**Task goal:**
For each entry below, output it exactly as it stands.

Stored dataset items:
Segment Open

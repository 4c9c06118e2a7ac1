//! Mirage lies between a container runtime and a sandboxed kernel whose
//! surface is incomplete: a 9p root advertised where ext4 is expected,
//! `/proc/sys` and `/sys/fs/cgroup` missing or read-only, netlink multicast
//! subscriptions refused, bridge ioctls unsupported. It rewrites the system
//! calls the target issues so the target believes it is on a conventional
//! host.
//!
//! Two transports execute one policy model:
//!
//! - the **supervisor** in this crate traces a child with ptrace, stopping
//!   it at every syscall boundary to rewrite arguments and results across
//!   the process boundary;
//! - the **interposer** (`mirage-shim`) is preloaded into the target and
//!   wraps the libc entry points in place.
//!
//! Exactly one of the two is active in a given process image.
//!
//! # Usage
//!
//! ```no_run
//! use mirage::{Policy, Supervisor};
//! use std::process::Command;
//!
//! # fn main() -> anyhow::Result<()> {
//! let mut cmd = Command::new("k3s");
//! cmd.arg("server");
//! let mut supervisor = Supervisor::spawn(cmd, Policy::supervisor_default())?;
//! let status = supervisor.run()?;
//! std::process::exit(status);
//! # }
//! ```

use anyhow::{Context, Result};
use mirage_policy::{EntryVerdict, ExitVerdict, Phase, SyscallEvent};
use pete::{Ptracer, Restart, Stop, Tracee};
use rand::Rng;
use std::collections::HashMap;
use std::process::Command;
use std::sync::atomic::{AtomicBool, Ordering};
use std::sync::Arc;
use tracing::{debug, info, trace, warn};

pub mod fixtures;
mod mem;
mod syscall_names;

use mem::TraceeMem;
use syscall_names::syscall_name;

pub use mirage_policy::Policy;

/// Drives one target process tree under ptrace, applying a [`Policy`] at
/// every syscall boundary.
pub struct Supervisor {
    ptracer: Ptracer,
    policy: Policy,
    tracees: HashMap<i32, TraceeState>,
    /// Forced returns for calls suppressed at entry, keyed by pid.
    blocked: HashMap<i32, i64>,
    stop: Arc<AtomicBool>,
    root: i32,
    root_status: i32,
}

/// Per-tracee bookkeeping. The kernel's syscall-stop signal is identical on
/// entry and exit, so the phase is a flag toggled on every stop; it is never
/// inferred from register contents.
struct TraceeState {
    phase: Phase,
    last_sysno: i64,
}

impl TraceeState {
    fn new() -> Self {
        Self {
            phase: Phase::Entry,
            last_sysno: -1,
        }
    }

    /// Phase of the current stop; flips the flag for the next one.
    fn observe_stop(&mut self) -> Phase {
        let phase = self.phase;
        self.phase = phase.flip();
        phase
    }
}

impl Supervisor {
    /// Fork and exec `cmd` as a traced child. The tracer follows forks,
    /// vforks and clones, so the whole tree stays covered.
    pub fn spawn(cmd: Command, policy: Policy) -> Result<Self> {
        let mut ptracer = Ptracer::new();
        let child = ptracer.spawn(cmd).context("spawning traced target")?;
        let root = child.id() as i32;
        info!(pid = root, "tracing target");

        Ok(Self {
            ptracer,
            policy,
            tracees: HashMap::new(),
            blocked: HashMap::new(),
            stop: Arc::new(AtomicBool::new(false)),
            root,
            root_status: 0,
        })
    }

    /// Polled between stops; register it against SIGINT/SIGTERM for an
    /// orderly shutdown.
    pub fn stop_flag(&self) -> Arc<AtomicBool> {
        self.stop.clone()
    }

    /// Pump stops until the target tree is gone, then return the root
    /// target's exit status.
    pub fn run(&mut self) -> Result<i32> {
        while let Some(mut tracee) = self.ptracer.wait()? {
            if self.stop.load(Ordering::Relaxed) {
                info!("terminate requested, releasing tracees");
                break;
            }
            self.on_stop(&mut tracee)?;
            self.ptracer.restart(tracee, Restart::Syscall)?;
        }
        Ok(self.root_status)
    }

    fn on_stop(&mut self, tracee: &mut Tracee) -> Result<()> {
        let pid = tracee.pid.as_raw();
        match &tracee.stop {
            Stop::SyscallEnter | Stop::SyscallExit => self.on_syscall_stop(tracee)?,
            Stop::Fork { new } | Stop::Vfork { new } | Stop::Clone { new } => {
                // the child is auto-attached and will show up at its own
                // syscall stops with a fresh phase flag
                debug!(parent = pid, child = new.as_raw(), "new tracee");
            }
            Stop::Exiting { exit_code } => {
                let status = decode_wait_status(*exit_code);
                self.tracees.remove(&pid);
                self.blocked.remove(&pid);
                if pid == self.root {
                    self.root_status = status;
                    debug!(pid, status, "root target exiting");
                }
            }
            Stop::SignalDelivery { signal } => {
                // reinjected on restart; group and event stops never reach
                // this arm, so nothing is swallowed here
                trace!(pid, ?signal, "forwarding signal");
            }
            _ => {}
        }
        Ok(())
    }

    fn on_syscall_stop(&mut self, tracee: &mut Tracee) -> Result<()> {
        let mut regs = tracee.registers()?;
        let pid = tracee.pid.as_raw();
        // orig_rax survives the kernel overwriting rax with the result
        let sysno = regs.orig_rax as i64;

        let state = self.tracees.entry(pid).or_insert_with(TraceeState::new);
        let phase = state.observe_stop();
        match (phase, &tracee.stop) {
            (Phase::Entry, Stop::SyscallEnter) | (Phase::Exit, Stop::SyscallExit) => {}
            _ => warn!(pid, ?phase, stop = ?tracee.stop, "phase flag out of step"),
        }
        if phase == Phase::Entry {
            state.last_sysno = sysno;
        } else if state.last_sysno != sysno {
            trace!(
                pid,
                entry = state.last_sysno,
                exit = sysno,
                "syscall number changed between phases"
            );
        }

        let args = [regs.rdi, regs.rsi, regs.rdx, regs.r10, regs.r8, regs.r9];
        match phase {
            Phase::Entry => {
                trace!(pid, syscall = %syscall_name(regs.orig_rax), "entry");
                let ev = SyscallEvent {
                    pid,
                    sysno,
                    args,
                    ret: 0,
                };
                let verdict = self.policy.on_entry(&ev, &mut TraceeMem::new(tracee));
                if let EntryVerdict::Suppress { ret } = verdict {
                    // Blocked call: aim the kernel at a syscall number that
                    // cannot exist and supply the result at exit.
                    let fake = 512 + rand::thread_rng().gen::<u16>() as u64;
                    debug!(pid, sysno, fake, ret, "suppressing syscall");
                    regs.orig_rax = fake;
                    tracee.set_registers(regs)?;
                    self.blocked.insert(pid, ret);
                }
            }
            Phase::Exit => {
                trace!(
                    pid,
                    syscall = %syscall_name(regs.orig_rax),
                    ret = regs.rax as i64,
                    "exit"
                );
                if let Some(ret) = self.blocked.remove(&pid) {
                    regs.rax = ret as u64;
                    tracee.set_registers(regs)?;
                    return Ok(());
                }
                let ev = SyscallEvent {
                    pid,
                    sysno,
                    args,
                    ret: regs.rax as i64,
                };
                if let ExitVerdict::Override { ret } =
                    self.policy.on_exit(&ev, &mut TraceeMem::new(tracee))
                {
                    regs.rax = ret as u64;
                    tracee.set_registers(regs)?;
                }
            }
        }
        Ok(())
    }
}

/// The exit event carries the raw wait status; fold signal deaths into the
/// conventional 128+signo shell encoding.
fn decode_wait_status(raw: i32) -> i32 {
    if libc::WIFEXITED(raw) {
        libc::WEXITSTATUS(raw)
    } else if libc::WIFSIGNALED(raw) {
        128 + libc::WTERMSIG(raw)
    } else {
        raw
    }
}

Segment Closed

**Result of this exercise:**
repository 4c9c06118e2a7ac1
//! Mirage lies between a container runtime and a sandboxed kernel whose
//! surface is incomplete: a 9p root advertised where ext4 is expected,
//! `/proc/sys` and `/sys/fs/cgroup` missing or read-only, netlink multicast
//! subscriptions refused, bridge ioctls unsupported. It rewrites the system
//! calls the target issues so the target believes it is on a conventional
//! host.
//!
//! Two transports execute one policy model:
//!
//! - the **supervisor** in this crate traces a child with ptrace, stopping
//!   it at every syscall boundary to rewrite arguments and results across
//!   the process boundary;
//! - the **interposer** (`mirage-shim`) is preloaded into the target and
//!   wraps the libc entry points in place.
//!
//! Exactly one of the two is active in a given process image.
//!
//! # Usage
//!
//! ```no_run
//! use mirage::{Policy, Supervisor};
//! use std::process::Command;
//!
//! # fn main() -> anyhow::Result<()> {
//! let mut cmd = Command::new("k3s");
//! cmd.arg("server");
//! let mut supervisor = Supervisor::spawn(cmd, Policy::supervisor_default())?;
//! let status = supervisor.run()?;
//! std::process::exit(status);
//! # }
//! ```

use anyhow::{Context, Result};
use mirage_policy::{EntryVerdict, ExitVerdict, Phase, SyscallEvent};
use pete::{Ptracer, Restart, Stop, Tracee};
use rand::Rng;
use std::collections::HashMap;
use std::process::Command;
use std::sync::atomic::{AtomicBool, Ordering};
use std::sync::Arc;
use tracing::{debug, info, trace, warn};

pub mod fixtures;
mod mem;
mod syscall_names;

use mem::TraceeMem;
use syscall_names::syscall_name;

pub use mirage_policy::Policy;

/// Drives one target process tree under ptrace, applying a [`Policy`] at
/// every syscall boundary.
pub struct Supervisor {
    ptracer: Ptracer,
    policy: Policy,
    tracees: HashMap<i32, TraceeState>,
    /// Forced returns for calls suppressed at entry, keyed by pid.
    blocked: HashMap<i32, i64>,
    stop: Arc<AtomicBool>,
    root: i32,
    root_status: i32,
}

/// Per-tracee bookkeeping. The kernel's syscall-stop signal is identical on
/// entry and exit, so the phase is a flag toggled on every stop; it is never
/// inferred from register contents.
struct TraceeState {
    phase: Phase,
    last_sysno: i64,
}

impl TraceeState {
    fn new() -> Self {
        Self {
            phase: Phase::Entry,
            last_sysno: -1,
        }
    }

    /// Phase of the current stop; flips the flag for the next one.
    fn observe_stop(&mut self) -> Phase {
        let phase = self.phase;
        self.phase = phase.flip();
        phase
    }
}

impl Supervisor {
    /// Fork and exec `cmd` as a traced child. The tracer follows forks,
    /// vforks and clones, so the whole tree stays covered.
    pub fn spawn(cmd: Command, policy: Policy) -> Result<Self> {
        let mut ptracer = Ptracer::new();
        let child = ptracer.spawn(cmd).context("spawning traced target")?;
        let root = child.id() as i32;
        info!(pid = root, "tracing target");

        Ok(Self {
            ptracer,
            policy,
            tracees: HashMap::new(),
            blocked: HashMap::new(),
            stop: Arc::new(AtomicBool::new(false)),
            root,
            root_status: 0,
        })
    }

    /// Polled between stops; register it against SIGINT/SIGTERM for an
    /// orderly shutdown.
    pub fn stop_flag(&self) -> Arc<AtomicBool> {
        self.stop.clone()
    }

    /// Pump stops until the target tree is gone, then return the root
    /// target's exit status.
    pub fn run(&mut self) -> Result<i32> {
        while let Some(mut tracee) = self.ptracer.wait()? {
            if self.stop.load(Ordering::Relaxed) {
                info!("terminate requested, releasing tracees");
                break;
            }
            self.on_stop(&mut tracee)?;
            self.ptracer.restart(tracee, Restart::Syscall)?;
        }
        Ok(self.root_status)
    }

    fn on_stop(&mut self, tracee: &mut Tracee) -> Result<()> {
        let pid = tracee.pid.as_raw();
        match &tracee.stop {
            Stop::SyscallEnter | Stop::SyscallExit => self.on_syscall_stop(tracee)?,
            Stop::Fork { new } | Stop::Vfork { new } | Stop::Clone { new } => {
                // the child is auto-attached and will show up at its own
                // syscall stops with a fresh phase flag
                debug!(parent = pid, child = new.as_raw(), "new tracee");
            }
            Stop::Exiting { exit_code } => {
                let status = decode_wait_status(*exit_code);
                self.tracees.remove(&pid);
                self.blocked.remove(&pid);
                if pid == self.root {
                    self.root_status = status;
                    debug!(pid, status, "root target exiting");
                }
            }
            Stop::SignalDelivery { signal } => {
                // reinjected on restart; group and event stops never reach
                // this arm, so nothing is swallowed here
                trace!(pid, ?signal, "forwarding signal");
            }
            _ => {}
        }
        Ok(())
    }

    fn on_syscall_stop(&mut self, tracee: &mut Tracee) -> Result<()> {
        let mut regs = tracee.registers()?;
        let pid = tracee.pid.as_raw();
        // orig_rax survives the kernel overwriting rax with the result
        let sysno = regs.orig_rax as i64;

        let state = self.tracees.entry(pid).or_insert_with(TraceeState::new);
        let phase = state.observe_stop();
        match (phase, &tracee.stop) {
            (Phase::Entry, Stop::SyscallEnter) | (Phase::Exit, Stop::SyscallExit) => {}
            _ => warn!(pid, ?phase, stop = ?tracee.stop, "phase flag out of step"),
        }
        if phase == Phase::Entry {
            state.last_sysno = sysno;
        } else if state.last_sysno != sysno {
            trace!(
                pid,
                entry = state.last_sysno,
                exit = sysno,
                "syscall number changed between phases"
            );
        }

        let args = [regs.rdi, regs.rsi, regs.rdx, regs.r10, regs.r8, regs.r9];
        match phase {
            Phase::Entry => {
                trace!(pid, syscall = %syscall_name(regs.orig_rax), "entry");
                let ev = SyscallEvent {
                    pid,
                    sysno,
                    args,
                    ret: 0,
                };
                let verdict = self.policy.on_entry(&ev, &mut TraceeMem::new(tracee));
                if let EntryVerdict::Suppress { ret } = verdict {
                    // Blocked call: aim the kernel at a syscall number that
                    // cannot exist and supply the result at exit.
                    let fake = 512 + rand::thread_rng().gen::<u16>() as u64;
                    debug!(pid, sysno, fake, ret, "suppressing syscall");
                    regs.orig_rax = fake;
                    tracee.set_registers(regs)?;
                    self.blocked.insert(pid, ret);
                }
            }
            Phase::Exit => {
                trace!(
                    pid,
                    syscall = %syscall_name(regs.orig_rax),
                    ret = regs.rax as i64,
                    "exit"
                );
                if let Some(ret) = self.blocked.remove(&pid) {
                    regs.rax = ret as u64;
                    tracee.set_registers(regs)?;
                    return Ok(());
                }
                let ev = SyscallEvent {
                    pid,
                    sysno,
                    args,
                    ret: regs.rax as i64,
                };
                if let ExitVerdict::Override { ret } =
                    self.policy.on_exit(&ev, &mut TraceeMem::new(tracee))
                {
                    regs.rax = ret as u64;
                    tracee.set_registers(regs)?;
                }
            }
        }
        Ok(())
    }
}

/// The exit event carries the raw wait status; fold signal deaths into the
/// conventional 128+signo shell encoding.
fn decode_wait_status(raw: i32) -> i32 {
    if libc::WIFEXITED(raw) {
        libc::WEXITSTATUS(raw)
    } else if libc::WIFSIGNALED(raw) {
        128 + libc::WTERMSIG(raw)
    } else {
        raw
    }
}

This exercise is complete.